//! Project domain model.
//!
//! # Responsibility
//! - Define the gallery entry record and its serialized shape.
//!
//! # Invariants
//! - `id` is opaque and never reused for another project.
//! - `created_at` is assigned once at creation and never re-derived.
//! - `image_url = None` is serialized by omitting `imageUrl`.

use serde::{Deserialize, Serialize};

/// Opaque project identifier.
///
/// New projects get a UUID v4 string; seed projects use short numeric ids.
pub type ProjectId = String;

/// One gallery entry representing a linked application.
#[derive(Debug, Clone, PartialEq, Eq, Serialize, Deserialize)]
#[serde(rename_all = "camelCase")]
pub struct Project {
    pub id: ProjectId,
    pub title: String,
    pub description: String,
    pub url: String,
    /// Cover image. The placeholder fallback is resolved at display time.
    #[serde(default, skip_serializing_if = "Option::is_none")]
    pub image_url: Option<String>,
    /// Display order is significant; duplicates are allowed.
    pub tags: Vec<String>,
    /// Unix epoch milliseconds.
    pub created_at: i64,
}

impl Project {
    /// Returns whether this project carries the given id.
    pub fn has_id(&self, id: &str) -> bool {
        self.id == id
    }
}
#####
I need all of the records above retyped exactly, please.

//! Project domain model.
//!
//! # Responsibility
//! - Define the gallery entry record and its serialized shape.
//!
//! # Invariants
//! - `id` is opaque and never reused for another project.
//! - `created_at` is assigned once at creation and never re-derived.
//! - `image_url = None` is serialized by omitting `imageUrl`.

use serde::{Deserialize, Serialize};

/// Opaque project identifier.
///
/// New projects get a UUID v4 string; seed projects use short numeric ids.
pub type ProjectId = String;

/// One gallery entry representing a linked application.
#[derive(Debug, Clone, PartialEq, Eq, Serialize, Deserialize)]
#[serde(rename_all = "camelCase")]
pub struct Project {
    pub id: ProjectId,
    pub title: String,
    pub description: String,
    pub url: String,
    /// Cover image. The placeholder fallback is resolved at display time.
    #[serde(default, skip_serializing_if = "Option::is_none")]
    pub image_url: Option<String>,
    /// Display order is significant; duplicates are allowed.
    pub tags: Vec<String>,
    /// Unix epoch milliseconds.
    pub created_at: i64,
}

impl Project {
    /// Returns whether this project carries the given id.
    pub fn has_id(&self, id: &str) -> bool {
        self.id == id
    }
}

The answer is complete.